Exception type   : std::overflow_error
Exception message: Invalid size specified in the constructor of a Kronecker packer for the type 'unsigned long long': the maximum possible size is 21, but a size of 22 was specified instead
Andrew Corrigan
@andrewcorrigan
Would I need d_packed_monomial instead? I'm not clear from the examples what reasonable template arguments would be. If this is the more appropriate data structure, how would I adapt the unpacking code above? Hope you're enjoying the holiday. Any help is appreciated.
Francesco Biscani
@bluescarni
Yes a d_packed_monomial does not have limits in the number of variables it can represent. The first template parameter, T, is the same as in packed_monomial.
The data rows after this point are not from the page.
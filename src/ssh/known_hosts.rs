//! Known-hosts loading, fingerprinting and strict-mode verification.
//!
//! Neither strict nor permissive mode ever writes a new entry: strict mode
//! rejects anything not already present, permissive mode accepts without
//! recording. An earlier revision of this code auto-saved unknown keys in
//! permissive mode (trust-on-first-use); that behavior is intentionally not
//! carried forward.

use std::collections::HashMap;
use std::fs::File;
use std::io::{BufRead, BufReader};
use std::path::{Path, PathBuf};

use base64::{engine::general_purpose::STANDARD as BASE64, Engine};
use parking_lot::RwLock;
use russh::keys::{PublicKey, PublicKeyBase64};
use sha2::{Digest, Sha256};
use tracing::{debug, warn};

use crate::error::ManagerError;

#[derive(Debug, Clone, PartialEq)]
pub enum HostKeyVerification {
    Verified,
    Unknown { fingerprint: String },
    Changed {
        expected_fingerprint: String,
        actual_fingerprint: String,
    },
}

#[derive(Clone, Debug)]
struct HostKeyEntry {
    key_type: String,
    key_data: String,
}

/// In-memory index over the union of `GlobalKnownHostsFile` and
/// `UserKnownHostsFile` entries. Non-existent paths are silently skipped.
pub struct KnownHostsStore {
    hosts: RwLock<HashMap<String, Vec<HostKeyEntry>>>,
}

impl KnownHostsStore {
    pub fn load(paths: &[PathBuf]) -> Self {
        let store = Self {
            hosts: RwLock::new(HashMap::new()),
        };
        for path in paths {
            if let Err(e) = store.load_file(path) {
                debug!("skipping known_hosts file {}: {}", path.display(), e);
            }
        }
        store
    }

    pub fn empty() -> Self {
        Self {
            hosts: RwLock::new(HashMap::new()),
        }
    }

    fn load_file(&self, path: &Path) -> std::io::Result<()> {
        if !path.exists() {
            return Ok(());
        }
        let reader = BufReader::new(File::open(path)?);
        let mut hosts = self.hosts.write();

        for line in reader.lines() {
            let line = line?;
            let line = line.trim();
            if line.is_empty() || line.starts_with('#') {
                continue;
            }

            let parts: Vec<&str> = line.split_whitespace().collect();
            if parts.len() < 3 {
                continue;
            }

            let hostnames = parts[0];
            let entry = HostKeyEntry {
                key_type: parts[1].to_string(),
                key_data: parts[2].to_string(),
            };

            for hostname in hostnames.split(',') {
                if hostname.starts_with('|') {
                    // Hashed hostname entries are not decodable without the salt; skip.
                    continue;
                }
                let normalized = Self::normalize_hostname(hostname);
                hosts.entry(normalized).or_default().push(entry.clone());
            }
        }
        Ok(())
    }

    fn normalize_hostname(host: &str) -> String {
        let host = host.trim_start_matches('[');
        if let Some(idx) = host.find("]:") {
            host[..idx].to_lowercase()
        } else {
            host.trim_end_matches(']').to_lowercase()
        }
    }

    fn make_key(host: &str, port: u16) -> String {
        let host = host.to_lowercase();
        if port == 22 {
            host
        } else {
            format!("[{host}]:{port}")
        }
    }

    pub fn fingerprint(key: &PublicKey) -> String {
        let mut hasher = Sha256::new();
        hasher.update(key.public_key_bytes());
        let hash = hasher.finalize();
        format!("SHA256:{}", BASE64.encode(hash).trim_end_matches('='))
    }

    fn fingerprint_from_b64(stored_b64: &str) -> String {
        match BASE64.decode(stored_b64) {
            Ok(bytes) => {
                let mut hasher = Sha256::new();
                hasher.update(&bytes);
                format!("SHA256:{}", BASE64.encode(hasher.finalize()).trim_end_matches('='))
            }
            Err(_) => "unknown".to_string(),
        }
    }

    /// Key types already recorded for `host:port`, in file order. Used to
    /// narrow the configured `HostKeyAlgorithms` list before dialing.
    pub fn algorithms_for(&self, host: &str, port: u16) -> Vec<String> {
        let hosts = self.hosts.read();
        let lookup = Self::make_key(host, port);
        let host_only = host.to_lowercase();
        let entries = hosts.get(&lookup).or_else(|| hosts.get(&host_only));
        match entries {
            Some(entries) => entries.iter().map(|e| e.key_type.clone()).collect(),
            None => Vec::new(),
        }
    }

    pub fn verify(&self, host: &str, port: u16, key: &PublicKey) -> HostKeyVerification {
        let lookup_key = Self::make_key(host, port);
        let actual_key_b64 = BASE64.encode(key.public_key_bytes());
        let actual_key_type = key.algorithm().as_str().to_string();
        let fingerprint = Self::fingerprint(key);

        let hosts = self.hosts.read();

        let check = |entries: &Vec<HostKeyEntry>| -> Option<HostKeyVerification> {
            for entry in entries {
                if entry.key_type == actual_key_type {
                    return Some(if entry.key_data == actual_key_b64 {
                        HostKeyVerification::Verified
                    } else {
                        HostKeyVerification::Changed {
                            expected_fingerprint: Self::fingerprint_from_b64(&entry.key_data),
                            actual_fingerprint: fingerprint.clone(),
                        }
                    });
                }
            }
            None
        };

        if let Some(entries) = hosts.get(&lookup_key) {
            if let Some(result) = check(entries) {
                return result;
            }
            return HostKeyVerification::Unknown { fingerprint };
        }

        let host_only = host.to_lowercase();
        if let Some(entries) = hosts.get(&host_only) {
            if let Some(result) = check(entries) {
                return result;
            }
            return HostKeyVerification::Unknown { fingerprint };
        }

        HostKeyVerification::Unknown { fingerprint }
    }
}

/// Per-hop host-key policy. Only constructed in strict mode; permissive hops
/// carry `None` and accept whatever key the server presents.
pub struct HostKeyVerifier {
    store: KnownHostsStore,
    configured_algorithms: Vec<String>,
}

impl HostKeyVerifier {
    pub fn new(store: KnownHostsStore, configured_algorithms: Vec<String>) -> Self {
        Self {
            store,
            configured_algorithms,
        }
    }

    /// Intersect configured `HostKeyAlgorithms` with what's on file for this
    /// host, preserving configured order. Empty intersection is fatal.
    pub fn negotiate_algorithms(&self, host: &str, port: u16) -> Result<Vec<String>, ManagerError> {
        let available = self.store.algorithms_for(host, port);
        if self.configured_algorithms.is_empty() {
            return Ok(available);
        }
        let negotiated: Vec<String> = self
            .configured_algorithms
            .iter()
            .filter(|alg| available.iter().any(|a| a == *alg))
            .cloned()
            .collect();

        if negotiated.is_empty() {
            return Err(ManagerError::HostKey(format!(
                "no acceptable host-key algorithm for {host}:{port}: configured={:?} available={:?}",
                self.configured_algorithms, available
            )));
        }
        Ok(negotiated)
    }

    pub fn verify(&self, host: &str, port: u16, key: &PublicKey) -> Result<(), ManagerError> {
        match self.store.verify(host, port, key) {
            HostKeyVerification::Verified => Ok(()),
            HostKeyVerification::Unknown { fingerprint } => {
                warn!("refusing unknown host key for {host}:{port} ({fingerprint}); strict mode does not auto-learn");
                Err(ManagerError::HostKey(format!(
                    "unknown host key for {host}:{port} (fingerprint {fingerprint}); not present in known_hosts"
                )))
            }
            HostKeyVerification::Changed {
                expected_fingerprint,
                actual_fingerprint,
            } => Err(ManagerError::HostKey(format!(
                "host key for {host}:{port} changed: expected {expected_fingerprint}, got {actual_fingerprint}"
            ))),
        }
    }
}

/// Default `UserKnownHostsFile` location, mirroring OpenSSH's.
pub fn default_user_known_hosts_path() -> Option<PathBuf> {
    dirs::home_dir().map(|h| h.join(".ssh").join("known_hosts"))
}

/// Default `GlobalKnownHostsFile` location.
pub fn default_global_known_hosts_paths() -> Vec<PathBuf> {
    vec![PathBuf::from("/etc/ssh/ssh_known_hosts")]
}

#[cfg(test)]
mod tests {
    use super::*;
    use std::io::Write;
    use tempfile::NamedTempFile;

    fn store_with(lines: &str) -> KnownHostsStore {
        let mut file = NamedTempFile::new().unwrap();
        write!(file, "{lines}").unwrap();
        KnownHostsStore::load(&[file.path().to_path_buf()])
    }

    #[test]
    fn normalizes_bracketed_hostname() {
        assert_eq!(
            KnownHostsStore::normalize_hostname("[server.example.com]:2222"),
            "server.example.com"
        );
    }

    #[test]
    fn make_key_omits_default_port() {
        assert_eq!(KnownHostsStore::make_key("github.com", 22), "github.com");
        assert_eq!(
            KnownHostsStore::make_key("server.com", 2222),
            "[server.com]:2222"
        );
    }

    #[test]
    fn unknown_host_has_no_algorithms() {
        let store = store_with("github.com ssh-ed25519 AAAAC3NzaC1lZDI1NTE5AAAAAC\n");
        assert_eq!(store.algorithms_for("example.com", 22), Vec::<String>::new());
        assert_eq!(
            store.algorithms_for("github.com", 22),
            vec!["ssh-ed25519".to_string()]
        );
    }

    #[test]
    fn verifier_rejects_empty_intersection() {
        let store = store_with("bastion ssh-rsa AAAAB3NzaC1yc2EAAAADAQABAAAB\n");
        let verifier = HostKeyVerifier::new(store, vec!["ssh-ed25519".to_string()]);
        let err = verifier.negotiate_algorithms("bastion", 22).unwrap_err();
        assert!(matches!(err, ManagerError::HostKey(_)));
    }

    #[test]
    fn verifier_accepts_nonempty_intersection() {
        let store = store_with("bastion ssh-ed25519 AAAAC3NzaC1lZDI1NTE5AAAAAC\n");
        let verifier = HostKeyVerifier::new(
            store,
            vec!["ssh-rsa".to_string(), "ssh-ed25519".to_string()],
        );
        let negotiated = verifier.negotiate_algorithms("bastion", 22).unwrap();
        assert_eq!(negotiated, vec!["ssh-ed25519".to_string()]);
    }
}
The second template parameter is the (approximate) number of bits you want to devote to each exponent. So for instance if you use NBits==8 and T an unsigned integral type, then each exponent will have a range of circa [0, 256] (it will be less than that in reality, but same order of magnitude).
A d_packed_monomial is kind of like a vector of packed_monomials
so the packing/unpacking is a bit more complicated
brb
Francesco Biscani
@bluescarni
From a d_packed_monomial, you can access the underlying vector of Ts via the _container() function. You can then proceed to unpack each T value as if it was the value in a packed_monomial. For instance:
using d_type = d_packed_monomial<unsigned long, 8>;
// This is the number of exponents packed in each unsigned long stored in a d_type.
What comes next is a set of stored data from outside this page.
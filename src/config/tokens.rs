//! `~` and `%`-token expansion, mirroring OpenSSH's substitution rules
//! closely enough that a user's existing config behaves the way they expect.

use std::path::{Path, PathBuf};

/// Tokens a given config field is allowed to use. `%%` is always accepted
/// and always means a literal `%`; it is not part of this set.
#[derive(Debug, Clone, Copy, PartialEq, Eq)]
pub enum Token {
    /// `%h` - resolved alias hostname
    Hostname,
    /// `%n` - the alias as originally typed
    OriginalHost,
    /// `%p` - resolved port
    Port,
    /// `%r` - resolved user
    RemoteUser,
    /// `%d` - local home directory
    LocalHome,
    /// `%i` - local uid
    LocalUid,
    /// `%j` - resolved ProxyJump string
    ProxyJump,
    /// `%k` - host key alias (same as `%h` here; no separate HostKeyAlias support)
    HostKeyAlias,
    /// `%L` - short local hostname (no domain suffix)
    LocalHostShort,
    /// `%l` - full local hostname
    LocalHostFull,
    /// `%u` - local username
    LocalUser,
}

impl Token {
    fn letter(self) -> char {
        match self {
            Token::Hostname => 'h',
            Token::OriginalHost => 'n',
            Token::Port => 'p',
            Token::RemoteUser => 'r',
            Token::LocalHome => 'd',
            Token::LocalUid => 'i',
            Token::ProxyJump => 'j',
            Token::HostKeyAlias => 'k',
            Token::LocalHostShort => 'L',
            Token::LocalHostFull => 'l',
            Token::LocalUser => 'u',
        }
    }
}

pub const HOSTNAME_TOKENS: &[Token] = &[Token::Hostname];
pub const PROXY_JUMP_TOKENS: &[Token] = &[Token::Hostname, Token::OriginalHost, Token::Port, Token::RemoteUser];
pub const IDENTITY_FILE_TOKENS: &[Token] = &[
    Token::LocalHome,
    Token::Hostname,
    Token::LocalUid,
    Token::ProxyJump,
    Token::HostKeyAlias,
    Token::LocalHostShort,
    Token::LocalHostFull,
    Token::OriginalHost,
    Token::Port,
    Token::RemoteUser,
    Token::LocalUser,
];

/// Bound values available for substitution. Not every field populates every
/// binding; a bound value whose token isn't in the field's allowed set is
/// simply never looked up.
#[derive(Debug, Clone, Default)]
pub struct Bindings {
    pub hostname: Option<String>,
    pub original_host: Option<String>,
    pub port: Option<u16>,
    pub remote_user: Option<String>,
    pub proxy_jump: Option<String>,
}

fn local_home() -> String {
    dirs::home_dir()
        .map(|h| h.display().to_string())
        .unwrap_or_default()
}

fn local_uid() -> String {
    #[cfg(unix)]
    {
        unsafe { libc_getuid().to_string() }
    }
    #[cfg(not(unix))]
    {
        "0".to_string()
    }
}

#[cfg(unix)]
fn libc_getuid() -> u32 {
    // SAFETY: getuid takes no arguments and cannot fail.
    unsafe extern "C" {
        fn getuid() -> u32;
    }
    unsafe { getuid() }
}

fn local_hostname_full() -> String {
    hostname::get()
        .map(|h| h.to_string_lossy().into_owned())
        .unwrap_or_default()
}

fn local_hostname_short() -> String {
    local_hostname_full()
        .split('.')
        .next()
        .unwrap_or_default()
        .to_string()
}

fn local_user() -> String {
    whoami::username()
}

/// Replace a leading `~` (or `~/...`) with the current user's home
/// directory. Leaves the path untouched if no home directory is known.
pub fn expand_home(path: &str) -> PathBuf {
    if let Some(rest) = path.strip_prefix("~/") {
        if let Some(home) = dirs::home_dir() {
            return home.join(rest);
        }
    } else if path == "~" {
        if let Some(home) = dirs::home_dir() {
            return home;
        }
    }
    PathBuf::from(path)
}

fn resolve(token: Token, bindings: &Bindings) -> Option<String> {
    match token {
        Token::Hostname => bindings.hostname.clone(),
        Token::OriginalHost => bindings.original_host.clone(),
        Token::Port => bindings.port.map(|p| p.to_string()),
        Token::RemoteUser => bindings.remote_user.clone(),
        Token::LocalHome => Some(local_home()),
        Token::LocalUid => Some(local_uid()),
        Token::ProxyJump => bindings.proxy_jump.clone(),
        Token::HostKeyAlias => bindings.hostname.clone(),
        Token::LocalHostShort => Some(local_hostname_short()),
        Token::LocalHostFull => Some(local_hostname_full()),
        Token::LocalUser => Some(local_user()),
    }
}

/// Scan `template` left-to-right, replacing each `%X` where `X` is in
/// `allowed` with its bound value. `%%` always yields a literal `%` and is
/// never re-scanned. Unknown `%X` sequences are left verbatim.
pub fn substitute(template: &str, allowed: &[Token], bindings: &Bindings) -> String {
    let mut out = String::with_capacity(template.len());
    let mut chars = template.chars().peekable();

    while let Some(c) = chars.next() {
        if c != '%' {
            out.push(c);
            continue;
        }

        match chars.peek().copied() {
            Some('%') => {
                chars.next();
                out.push('%');
            }
            Some(letter) => {
                if let Some(token) = allowed.iter().find(|t| t.letter() == letter) {
                    chars.next();
                    if let Some(value) = resolve(*token, bindings) {
                        out.push_str(&value);
                    }
                } else {
                    out.push('%');
                }
            }
            None => out.push('%'),
        }
    }

    out
}

/// `expand-home` followed by `substitute`, for path-shaped fields like
/// `IdentityFile`.
pub fn expand_path_template(template: &str, allowed: &[Token], bindings: &Bindings) -> PathBuf {
    let substituted = substitute(template, allowed, bindings);
    expand_home(&substituted)
}

#[cfg(test)]
mod tests {
    use super::*;

    fn bindings() -> Bindings {
        Bindings {
            hostname: Some("10.0.0.5".to_string()),
            original_host: Some("myalias".to_string()),
            port: Some(2222),
            remote_user: Some("alice".to_string()),
            proxy_jump: Some("bastion".to_string()),
        }
    }

    #[test]
    fn hostname_field_only_expands_h() {
        let out = substitute("%h-%n", HOSTNAME_TOKENS, &bindings());
        assert_eq!(out, "10.0.0.5-%n");
    }

    #[test]
    fn proxy_jump_field_expands_its_tokens() {
        let out = substitute("%r@%h:%p", PROXY_JUMP_TOKENS, &bindings());
        assert_eq!(out, "alice@10.0.0.5:2222");
    }

    #[test]
    fn percent_escape_is_not_rescanned() {
        let out = substitute("100%%h", HOSTNAME_TOKENS, &bindings());
        assert_eq!(out, "100%h");
    }

    #[test]
    fn unknown_token_left_verbatim() {
        let out = substitute("%q", HOSTNAME_TOKENS, &bindings());
        assert_eq!(out, "%q");
    }

    #[test]
    fn trailing_percent_left_verbatim() {
        let out = substitute("abc%", HOSTNAME_TOKENS, &bindings());
        assert_eq!(out, "abc%");
    }

    #[test]
    fn expand_home_replaces_leading_tilde() {
        let expanded = expand_home("~/id_ed25519");
        assert!(expanded.is_absolute() || expanded == PathBuf::from("~/id_ed25519"));
    }

    #[test]
    fn identity_file_tokens_include_proxy_jump_and_home() {
        let out = substitute("%d/.ssh/%j", IDENTITY_FILE_TOKENS, &bindings());
        assert!(out.ends_with("/.ssh/bastion"));
    }
}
// This is a compile-time constant.
constexpr auto psize = d_type::psize;

// Create a monomial.
d_type d{....};

// Print out all exponents.
for (const auto &n : d._container()) {
  k_unpacker<unsigned long> ku(n, psize);

  unsigned long tmp;
  for (auto j = 0u; j < psize; ++j) {
    ku >> tmp;
    std::cout << tmp << '\n';
  }
}
Note that like this it will print a number of exponents multiple of psize. That is, if psize is 8, then the code above will print either 8, 16, 24, 32, etc... exponents.
Even if in reality the actual number of exponents is not necessarily a multiple of 8.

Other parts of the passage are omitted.